* _WHAT IS NEEDED_
In the records, find each line where "nowait" occurs, and copy it.
= Beginning of Section =
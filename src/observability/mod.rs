//! Observability
//!
//! Structured logging via the tracing stack. Metrics export and the error
//! webhook live outside this crate; process logs are the user-visible
//! surface for sweep counts, connectivity transitions, and publish retries.

pub mod logging;

pub use logging::{init_default_logging, init_logging, LogFormat};
pub use logging::{queue_span, session_span, sweep_span};
//! Self-healing queue client
//!
//! One `SkinQueue` per process owns a background reconnect loop that keeps a
//! broker connection alive forever. Producers never touch the connection
//! directly: they park on the renewable link broadcast until a channel is
//! available, publish, and on failure wait for the next reconnection. The
//! durable publish path retries without bound and never surfaces broker
//! errors to its caller; only the best-effort fanout path does.

use super::connection::{wait_ready, ConnectionState, QueueError, QueueTuning};
use super::message::{
    self, QueuedSkin, CONTENT_TYPE_JSON, CONTENT_TYPE_JSON_GZ, FANOUT_EXCHANGE, WORK_QUEUE,
};
use futures::StreamExt;
use lapin::options::{
    BasicConsumeOptions, BasicPublishOptions, ExchangeDeclareOptions, QueueDeclareOptions,
};
use lapin::types::FieldTable;
use lapin::{BasicProperties, Channel, Connection, ConnectionProperties, ExchangeKind};
use std::sync::Arc;
use tokio::sync::{mpsc, oneshot, watch, Mutex};
use tokio::task::JoinHandle;
use tokio::time::sleep;
use tracing::{debug, error, info, warn};

/// Queue client handle. Cheap to share behind an `Arc`; all operations take
/// `&self`.
pub struct SkinQueue {
    link_rx: watch::Receiver<Option<Channel>>,
    state_rx: watch::Receiver<ConnectionState>,
    shutdown_tx: watch::Sender<bool>,
    shutdown_rx: watch::Receiver<bool>,
    conn_slot: Arc<Mutex<Option<Connection>>>,
    supervisor: Mutex<Option<JoinHandle<()>>>,
    tuning: QueueTuning,
}

impl SkinQueue {
    /// Connect to the broker and start the reconnect loop.
    ///
    /// Blocks until the very first connection attempt resolves: the startup
    /// one-shot lets the process fail fast when the broker is unreachable at
    /// boot. Every later outage is handled silently in the background.
    pub async fn connect(
        uri: &str,
        enable_fanout: bool,
        tuning: QueueTuning,
    ) -> Result<Self, QueueError> {
        let parsed =
            url::Url::parse(uri).map_err(|_| QueueError::InvalidUri(uri.to_string()))?;
        if !matches!(parsed.scheme(), "amqp" | "amqps") {
            return Err(QueueError::InvalidUri(uri.to_string()));
        }

        let (link_tx, link_rx) = watch::channel(None);
        let (state_tx, state_rx) = watch::channel(ConnectionState::Connecting);
        let (shutdown_tx, shutdown_rx) = watch::channel(false);
        let (startup_tx, startup_rx) = oneshot::channel();
        let conn_slot = Arc::new(Mutex::new(None));

        let supervisor = tokio::spawn(reconnect_loop(
            uri.to_string(),
            enable_fanout,
            tuning.clone(),
            link_tx,
            state_tx,
            shutdown_rx.clone(),
            startup_tx,
            conn_slot.clone(),
        ));

        match startup_rx.await {
            Ok(Ok(())) => Ok(Self {
                link_rx,
                state_rx,
                shutdown_tx,
                shutdown_rx,
                conn_slot,
                supervisor: Mutex::new(Some(supervisor)),
                tuning,
            }),
            Ok(Err(e)) => Err(e),
            Err(_) => Err(QueueError::Closed),
        }
    }

    /// Current connection state as observed by producers
    pub fn state(&self) -> ConnectionState {
        self.state_rx.borrow().clone()
    }

    pub fn is_connected(&self) -> bool {
        self.state() == ConnectionState::Connected
    }

    /// Durably publish one skin observation to the work queue.
    ///
    /// The body is always gzip-compressed. Blocks while disconnected and
    /// retries failed publishes indefinitely; the only error this returns is
    /// [`QueueError::Closed`] once shutdown has been requested (besides a
    /// body that cannot be encoded, which no retry would fix).
    pub async fn publish_skin(&self, skin: &QueuedSkin) -> Result<(), QueueError> {
        let body = message::encode_body(skin)?;
        let mut link = self.link_rx.clone();
        let mut shutdown = self.shutdown_rx.clone();

        loop {
            let channel = wait_ready(&mut link, &mut shutdown).await?;
            let publish = channel
                .basic_publish(
                    "",
                    WORK_QUEUE,
                    BasicPublishOptions::default(),
                    &body,
                    BasicProperties::default().with_content_type(CONTENT_TYPE_JSON_GZ.into()),
                )
                .await;
            match publish {
                Ok(_) => return Ok(()),
                Err(error) => {
                    warn!(%error, "skin publish failed, retrying after reconnect");
                    // The link watch usually flips before the next attempt;
                    // the short delay covers failures the reconnect loop has
                    // not observed yet.
                    tokio::select! {
                        changed = link.changed() => {
                            if changed.is_err() {
                                return Err(QueueError::Closed);
                            }
                        }
                        _ = sleep(self.tuning.republish_delay) => {}
                        _ = shutdown.changed() => {}
                    }
                }
            }
        }
    }

    /// Best-effort notification on the fanout exchange.
    ///
    /// Waits for connectivity once, publishes a single plain-JSON copy of the
    /// observation, and surfaces any failure to the caller without retrying.
    pub async fn notify_new_skin(&self, skin: &QueuedSkin) -> Result<(), QueueError> {
        let body = serde_json::to_vec(skin)?;
        let mut link = self.link_rx.clone();
        let mut shutdown = self.shutdown_rx.clone();

        let channel = wait_ready(&mut link, &mut shutdown).await?;
        channel
            .basic_publish(
                FANOUT_EXCHANGE,
                "",
                BasicPublishOptions::default(),
                &body,
                BasicProperties::default().with_content_type(CONTENT_TYPE_JSON.into()),
            )
            .await
            .map_err(QueueError::PublishFailed)?;
        debug!("fanout notification published");
        Ok(())
    }

    /// Consume skin observations from the work queue.
    ///
    /// Returns an unbounded lazy sequence of decoded messages. The consumer
    /// re-subscribes after every channel failure and terminates only when the
    /// queue is closed; bodies that fail to decode are logged and skipped.
    pub fn receive_skins(&self) -> mpsc::Receiver<QueuedSkin> {
        let (tx, rx) = mpsc::channel(16);
        let mut link = self.link_rx.clone();
        let mut shutdown = self.shutdown_rx.clone();
        let republish_delay = self.tuning.republish_delay;

        tokio::spawn(async move {
            loop {
                let channel = match wait_ready(&mut link, &mut shutdown).await {
                    Ok(channel) => channel,
                    Err(_) => return,
                };
                let consumer = channel
                    .basic_consume(
                        WORK_QUEUE,
                        "",
                        BasicConsumeOptions {
                            no_ack: true,
                            ..Default::default()
                        },
                        FieldTable::default(),
                    )
                    .await;
                let mut consumer = match consumer {
                    Ok(consumer) => consumer,
                    Err(error) => {
                        warn!(%error, "consume failed, waiting for reconnect");
                        tokio::select! {
                            changed = link.changed() => {
                                if changed.is_err() {
                                    return;
                                }
                            }
                            _ = sleep(republish_delay) => {}
                            _ = shutdown.changed() => {}
                        }
                        continue;
                    }
                };
                info!("consuming from work queue");

                while let Some(delivery) = consumer.next().await {
                    let delivery = match delivery {
                        Ok(delivery) => delivery,
                        Err(error) => {
                            warn!(%error, "consumer stream failed");
                            break;
                        }
                    };
                    let content_type = delivery
                        .properties
                        .content_type()
                        .as_ref()
                        .map(|s| s.as_str().to_string());
                    match message::decode_body(&delivery.data, content_type.as_deref()) {
                        Ok(skin) => {
                            if tx.send(skin).await.is_err() {
                                return;
                            }
                        }
                        Err(error) => warn!(%error, "dropping undecodable queue message"),
                    }
                }
                // Stream ended: the channel died, wait for the next link.
            }
        });

        rx
    }

    /// Tear down the client: stop the reconnect loop and close the broker
    /// connection if one is open. Safe to call once; wakes every blocked
    /// producer with [`QueueError::Closed`].
    pub async fn close(&self) {
        info!("closing queue client");
        let _ = self.shutdown_tx.send(true);
        if let Some(handle) = self.supervisor.lock().await.take() {
            let _ = handle.await;
        }
        if let Some(conn) = self.conn_slot.lock().await.take() {
            if let Err(error) = conn.close(200, "client shutdown").await {
                debug!(%error, "broker connection close failed");
            }
        }
    }
}

/// One full connect protocol: dial, open a channel, declare the work queue
/// and, when enabled, the fanout exchange. Declares are fire-and-forget
/// (`nowait`), non-durable, non-exclusive. Any step failing fails the whole
/// attempt.
async fn establish(
    uri: &str,
    enable_fanout: bool,
) -> Result<(Connection, Channel, mpsc::UnboundedReceiver<lapin::Error>), lapin::Error> {
    let conn = Connection::connect(uri, ConnectionProperties::default()).await?;

    let (lost_tx, lost_rx) = mpsc::unbounded_channel();
    conn.on_error(move |error| {
        let _ = lost_tx.send(error);
    });

    let channel = conn.create_channel().await?;
    channel
        .queue_declare(
            WORK_QUEUE,
            QueueDeclareOptions {
                nowait: true,
                ..Default::default()
            },
            FieldTable::default(),
        )
        .await?;
    if enable_fanout {
        channel
            .exchange_declare(
                FANOUT_EXCHANGE,
                ExchangeKind::Fanout,
                ExchangeDeclareOptions {
                    nowait: true,
                    ..Default::default()
                },
                FieldTable::default(),
            )
            .await?;
    }

    Ok((conn, channel, lost_rx))
}

/// Background reconnect loop.
///
/// Signals the startup one-shot exactly once: on the first successful
/// connection or the first attempt's failure (which ends the loop so the
/// owning process can fail fast). Afterwards it reconnects forever with a
/// fixed delay, replacing the link watch value on every success so all
/// parked producers wake together.
#[allow(clippy::too_many_arguments)]
async fn reconnect_loop(
    uri: String,
    enable_fanout: bool,
    tuning: QueueTuning,
    link_tx: watch::Sender<Option<Channel>>,
    state_tx: watch::Sender<ConnectionState>,
    mut shutdown_rx: watch::Receiver<bool>,
    startup_tx: oneshot::Sender<Result<(), QueueError>>,
    conn_slot: Arc<Mutex<Option<Connection>>>,
) {
    let mut startup = Some(startup_tx);

    loop {
        if *shutdown_rx.borrow() {
            break;
        }
        state_tx.send_replace(ConnectionState::Connecting);

        match establish(&uri, enable_fanout).await {
            Ok((conn, channel, mut lost_rx)) => {
                *conn_slot.lock().await = Some(conn);
                state_tx.send_replace(ConnectionState::Connected);
                link_tx.send_replace(Some(channel));
                if let Some(tx) = startup.take() {
                    info!("connected to message broker");
                    let _ = tx.send(Ok(()));
                } else {
                    info!("reconnected to message broker");
                }

                tokio::select! {
                    error = lost_rx.recv() => {
                        match error {
                            Some(error) => warn!(%error, "broker link lost"),
                            None => warn!("broker link lost"),
                        }
                    }
                    _ = shutdown_rx.changed() => {}
                }
                link_tx.send_replace(None);
                if *shutdown_rx.borrow() {
                    // The connection stays in the slot for close().
                    break;
                }
                state_tx.send_replace(ConnectionState::Disconnected);
                conn_slot.lock().await.take();
            }
            Err(error) => {
                if let Some(tx) = startup.take() {
                    error!(%error, "initial broker connection failed");
                    let _ = tx.send(Err(QueueError::Broker(error)));
                    break;
                }
                state_tx.send_replace(ConnectionState::Disconnected);
                warn!(%error, delay = ?tuning.reconnect_delay, "broker connection failed, retrying");
                tokio::select! {
                    _ = sleep(tuning.reconnect_delay) => {}
                    _ = shutdown_rx.changed() => {}
                }
            }
        }
    }

    link_tx.send_replace(None);
    state_tx.send_replace(ConnectionState::Closed);
}

#[cfg(test)]
mod tests {
    use super::*;

    #[tokio::test]
    async fn rejects_non_amqp_uri() {
        let result = SkinQueue::connect("http://localhost:5672", false, QueueTuning::default()).await;
        assert!(matches!(result, Err(QueueError::InvalidUri(_))));
    }

    #[tokio::test]
    async fn rejects_unparsable_uri() {
        let result = SkinQueue::connect("not a uri", false, QueueTuning::default()).await;
        assert!(matches!(result, Err(QueueError::InvalidUri(_))));
    }

    #[tokio::test]
    async fn startup_fails_fast_when_broker_unreachable() {
        // Port 1 refuses immediately; the first attempt's failure must be
        // reported through the startup one-shot instead of retrying forever.
        let result = SkinQueue::connect("amqp://127.0.0.1:1", false, QueueTuning::default()).await;
        assert!(matches!(result, Err(QueueError::Broker(_))));
    }
}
= End of Section =
* _REPLY_
/// (`nowait`), non-durable, non-exclusive. Any step failing fails the whole
                nowait: true,
                    nowait: true,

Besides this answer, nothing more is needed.